Implementing Redis INFO in Haskell

In a previous blog post, I talked about how I used Cabal's custom setup script to generate a module with build info at compile time. As mentioned in that post, the custom setup script work was but a piece of what went into implementing the INFO command for my Redis server. Let's talk about it.

As always, if you want to peruse the code, feel free to check out the accompanying PR

Ok. Implementing INFO.

The Redis INFO command was actually rather straightforward to build out, at least, relative to some of the others like SET or BGSAVE. For context, INFO is a command for retrieving data on the current state of a Redis server. Thus, its implementation can be broken down into roughly two parts:

Finding the information to be displayed
Displaying said information in the appropriate format

First, I will say that the "Finding the information" piece was definitely the more involved of the two. "Displaying the information" was far more mechanical. Once I got the overall structure for the command down – Info.hs as the central coordinator/dispatcher, with a module per INFO section handling the retrieval and formatting of its own data – things fell into place. For example, for the Server section, I have a Server.hs module specifically for defining, organizing and formatting all the data relevant to that section. Likewise for the Replication section there is Replication.hs module, and so on.

Info.hs is a command module. Command modules are responsible for:

Defining the handler for their associated command request
Defining the domain types for their associated command request
Defining how to parse their associated raw RESP request (more specifically, an intermediate representation of the raw request) into their defined domain types

I find things easier to manage when related stuff is co-located like this. For INFO, the Redis docs define its request as optionally containing one or more output section filters. There are also some special section filter keywords like all, everything, and default.

Per my testing with an official Redis server via Docker, all == everything. Perhaps there are options that make them behave differently, but I opted not to pry into that right now. If a section filter is omitted or, for some reason, they are all invalid, then default is assumed.

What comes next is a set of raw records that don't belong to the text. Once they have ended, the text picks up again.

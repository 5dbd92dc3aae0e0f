//! Option construction and read paths through the exported table.
//!
//! Lifecycle coverage lives in `entry_point_lifecycle.rs`; nothing here calls
//! `initialize` or `shutdown`.

use std::collections::BTreeMap;
use std::ffi::{c_void, CStr};
use std::ptr;
use trt_ep_ffi::{
    GetProvider, OptionsVersion, OrtTensorRTProviderOptions, OrtTensorRTProviderOptionsV2,
    ProviderOptionsList,
};

unsafe fn collect_list(list: *const ProviderOptionsList) -> BTreeMap<String, String> {
    let list = unsafe { &*list };
    (0..list.len)
        .map(|index| unsafe {
            (
                CStr::from_ptr(*list.keys.add(index)).to_string_lossy().into_owned(),
                CStr::from_ptr(*list.values.add(index)).to_string_lossy().into_owned(),
            )
        })
        .collect()
}

#[test]
fn legacy_struct_is_accepted_for_construction_and_read() {
    let api = unsafe { &*GetProvider() };
    let legacy = OrtTensorRTProviderOptions {
        device_id: 1,
        trt_int8_enable: 1,
        trt_int8_calibration_table_name: c"calib".as_ptr(),
        ..OrtTensorRTProviderOptions::default()
    };
    let raw = &legacy as *const OrtTensorRTProviderOptions as *const c_void;

    unsafe {
        let list = (api.get_provider_options)(OptionsVersion::Legacy as u32, raw);
        assert!(!list.is_null());
        let mapping = collect_list(list);
        assert_eq!(mapping["trt_int8_calibration_table_name"], "calib");
        assert_eq!(mapping["trt_context_memory_sharing_enable"], "false");
        (api.release_provider_options_list)(list);

        let factory = (api.create_factory)(OptionsVersion::Legacy as u32, raw);
        assert!(!factory.is_null());
        (api.release_factory)(factory);

        assert!((api.get_provider_options)(2, ptr::null()).is_null());
        assert!(!(api.last_error)().is_null());
    }
}

#[test]
fn update_keeps_host_stream_through_table() {
    let api = unsafe { &*GetProvider() };
    let stream = 0x7000usize as *mut c_void;
    let mut out = OrtTensorRTProviderOptionsV2 {
        has_user_compute_stream: 1,
        user_compute_stream: stream,
        ..OrtTensorRTProviderOptionsV2::default()
    };
    let keys = [c"device_id".as_ptr(), c"user_compute_stream".as_ptr()];
    let values = [c"1".as_ptr(), c"3735928559".as_ptr()];

    unsafe {
        let status =
            (api.update_provider_options)(&mut out, keys.as_ptr(), values.as_ptr(), keys.len());
        assert_eq!(status, 0);
        assert_eq!(out.device_id, 1);
        assert_eq!(out.has_user_compute_stream, 1);
        assert_eq!(out.user_compute_stream, stream);
        (api.release_provider_options_strings)(&mut out);
    }
}
//! Internal TensorRT provider configuration.
//!
//! # Responsibility
//! - Define the strongly-typed configuration captured by provider factories.
//! - Keep one owned, non-nullable shape for every option the host can set.
//!
//! # Invariants
//! - Empty string is the canonical "unset" value for string options.
//! - `user_compute_stream` is meaningful only when `has_user_compute_stream`.
//! - Values are never range-checked here; the execution engine owns validation.

use serde::{Deserialize, Serialize};
use std::ffi::c_void;

/// Provider type string reported by every provider instance.
pub const TENSORRT_PROVIDER_TYPE: &str = "TensorrtExecutionProvider";

/// Opaque compute-stream handle supplied by the host.
///
/// Stored as an address so configuration stays `Send + Sync`; the handle is
/// never dereferenced by this crate.
#[derive(Debug, Clone, Copy, Default, PartialEq, Eq, Hash, Serialize, Deserialize)]
#[serde(transparent)]
pub struct ComputeStreamHandle(usize);

impl ComputeStreamHandle {
    /// Null handle, the type-default.
    pub const NULL: Self = Self(0);

    pub fn from_ptr(ptr: *mut c_void) -> Self {
        Self(ptr as usize)
    }

    pub fn from_addr(addr: usize) -> Self {
        Self(addr)
    }

    pub fn as_ptr(self) -> *mut c_void {
        self.0 as *mut c_void
    }

    pub fn addr(self) -> usize {
        self.0
    }

    pub fn is_null(self) -> bool {
        self.0 == 0
    }
}

/// Configuration snapshot consumed by the TensorRT execution engine.
///
/// Field set mirrors the extended external options struct one-to-one, plus
/// the `has_trt_options` discriminant.
#[derive(Debug, Clone, Default, PartialEq, Eq, Serialize, Deserialize)]
#[serde(default)]
pub struct TensorrtProviderInfo {
    pub device_id: i32,
    pub has_user_compute_stream: bool,
    pub user_compute_stream: ComputeStreamHandle,
    /// `true` when built from fully specified options, `false` for the
    /// device-only path. Downstream code uses it to pick defaults vs explicit values.
    pub has_trt_options: bool,
    pub max_partition_iterations: i32,
    pub min_subgraph_size: i32,
    pub max_workspace_size: usize,
    pub fp16_enable: bool,
    pub int8_enable: bool,
    pub int8_calibration_table_name: String,
    pub int8_use_native_calibration_table: bool,
    pub dla_enable: bool,
    pub dla_core: i32,
    pub dump_subgraphs: bool,
    pub engine_cache_enable: bool,
    pub engine_cache_path: String,
    pub engine_decryption_enable: bool,
    pub engine_decryption_lib_path: String,
    pub force_sequential_engine_build: bool,
    pub context_memory_sharing_enable: bool,
}

impl TensorrtProviderInfo {
    /// Builds the minimal device-only configuration.
    ///
    /// # Invariants
    /// - Every field other than `device_id` stays at its type-default.
    /// - `has_trt_options` is `false`.
    pub fn for_device(device_id: i32) -> Self {
        Self {
            device_id,
            has_trt_options: false,
            ..Self::default()
        }
    }

    /// Returns the stream handle when the host supplied one.
    pub fn user_compute_stream(&self) -> Option<ComputeStreamHandle> {
        self.has_user_compute_stream
            .then_some(self.user_compute_stream)
    }
}
//! Provider factory capturing one configuration snapshot.
//!
//! # Responsibility
//! - Capture `TensorrtProviderInfo` by value at construction.
//! - Manufacture independent provider instances on demand.
//!
//! # Invariants
//! - Construction performs no I/O and no validation; it always succeeds.
//! - Stored configuration is immutable, so `create_provider` is safe to call
//!   concurrently through a shared reference.
//! - Registry lifecycle preconditions are the host's responsibility.

use crate::model::provider_info::TensorrtProviderInfo;
use crate::provider::execution_provider::{ExecutionProvider, TensorrtExecutionProvider};
use log::debug;

/// Factory contract consumed by the host.
pub trait ExecutionProviderFactory: Send + Sync {
    fn create_provider(&self) -> Box<dyn ExecutionProvider>;
}

/// Factory for TensorRT provider instances.
#[derive(Debug, Clone, PartialEq, Eq)]
pub struct TensorrtProviderFactory {
    info: TensorrtProviderInfo,
}

impl TensorrtProviderFactory {
    pub fn new(info: TensorrtProviderInfo) -> Self {
        Self { info }
    }

    /// Minimal device-only construction path.
    pub fn for_device(device_id: i32) -> Self {
        Self::new(TensorrtProviderInfo::for_device(device_id))
    }

    /// Fully specified construction path; marks the snapshot as explicit.
    pub fn with_options(mut info: TensorrtProviderInfo) -> Self {
        info.has_trt_options = true;
        Self::new(info)
    }

    pub fn info(&self) -> &TensorrtProviderInfo {
        &self.info
    }

    pub fn has_extended_options(&self) -> bool {
        self.info.has_trt_options
    }

    /// Builds a concrete provider without boxing.
    pub fn create_tensorrt_provider(&self) -> TensorrtExecutionProvider {
        let provider = TensorrtExecutionProvider::new(self.info.clone());
        debug!(
            "event=provider_create module=factory status=ok device_id={} has_trt_options={} instance_id={}",
            self.info.device_id,
            self.info.has_trt_options,
            provider.instance_id()
        );
        provider
    }
}

impl ExecutionProviderFactory for TensorrtProviderFactory {
    fn create_provider(&self) -> Box<dyn ExecutionProvider> {
        Box::new(self.create_tensorrt_provider())
    }
}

In Info.hs, the mkInfoCmdArg function parses an intermediate representation of the raw Redis request (a list of bulkstrings) into the appropriate domain type: InfoCmdArg.

Modeling the individual sections as a sum type was a choice. I could have gone with strings, but types made all the subsequent pattern matching easier, particularly the dispatching on line 109. Plus, there are a finite number of section keywords anyways and they probably won't be changing anytime soon, so it wasn't a big lift.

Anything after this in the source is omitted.